HAL 9000 has inspired many since 1968. The idea of a communicating computer, functioning as a member of a spacecraft’s crew, was fascinating. And now HAL’s grandchildren are among us: Siri, Google, Cortana and many more. The grandkids aren’t quite as smart as HAL yet, but they’re real and doing real work. And now it’s up to us to make them smarter and more capable — and to make them earn their pay.

Present-day virtual assistants are composed of multiple components, and no one organization can put them to work single-handed. It’s critical to deliver more human-like, expressive and branded text-to-speech (TTS), aka speech synthesis, the part that turns text into talk. Despite the importance of TTS and its considerable improvement since HAL, more can be done to make synthetic speech more natural and human-like with the goal of improving voice experiences for self-service.

The Impact of Neural Net Training

A virtual assistant has three major components: the automatic speech recognition (ASR), which turns the user’s spoken sound into text; the natural language understanding (NLU) element, which analyzes that text — explicitly or implicitly — and figures out what the system’s response should be; and the text-to-speech element, which turns the response text into voice.

Over the last two decades, all three components have taken part in a technological tectonic shift. Formerly, human programmers wrote them. Currently, though, while many handmade programs persist in supporting roles, the stars of the show – for all three major components of virtual assistant systems – are programs that learn from examples. Most now tend to be neural, in which the progress from input to desired output is handled by a network of virtual if-then wires whose transmission strengths are set automatically and reset until they yield the right results.

Neural processing is hard to beat. It can learn without explicit instruction; it can learn multi-level abstractions while taking very broad context into account; and, as a bonus, it can deliver lightning-fast outputs. Its use has brought dramatic improvements to the speech recognition and natural language understanding components of virtual assistants. But while neural methods have recently been used in their text-to-speech components as well, until now, the improvements in TTS could be judged as less dramatic than those in ASR and NLU.

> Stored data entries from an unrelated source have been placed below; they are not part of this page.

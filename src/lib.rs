#![doc = "The `taskdesk` library crate."]
#![doc = ""]
#![doc = "Domain models, the authentication gateway (bcrypt passwords, JWT sessions and the"]
#![doc = "request gate), the storage backends, routing and error handling of the taskdesk"]
#![doc = "task manager. The binary (`main.rs`) wires them together from a `Config`."]

pub mod auth;
pub mod config;
pub mod error;
pub mod models;
pub mod routes;
pub mod store;

pub use crate::error::AppError;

Text-to-speech results, after all, are measured mainly in terms of sound quality within a specific use case. That quality reached a relatively acceptable level years ago for use in one-way spoken systems speaking in a neutral style. But today’s conversational agents raise higher-quality expectations. It’s no longer enough that a machine can speak. We now expect speech with near-human naturalness and expressiveness.

From Spoken System to Conversational Agent

As virtual assistants are coming into their own, the world of human-computer interaction is moving beyond highly structured and narrowly focused dialogs toward free-flowing and wide-ranging conversations. With that change, the TTS lag is becoming much more apparent and problematic. The importance of human-like synthetic speech is magnified. The neutral speaking style – the even tone that HAL maintained even while undergoing extreme termination – will no longer suffice.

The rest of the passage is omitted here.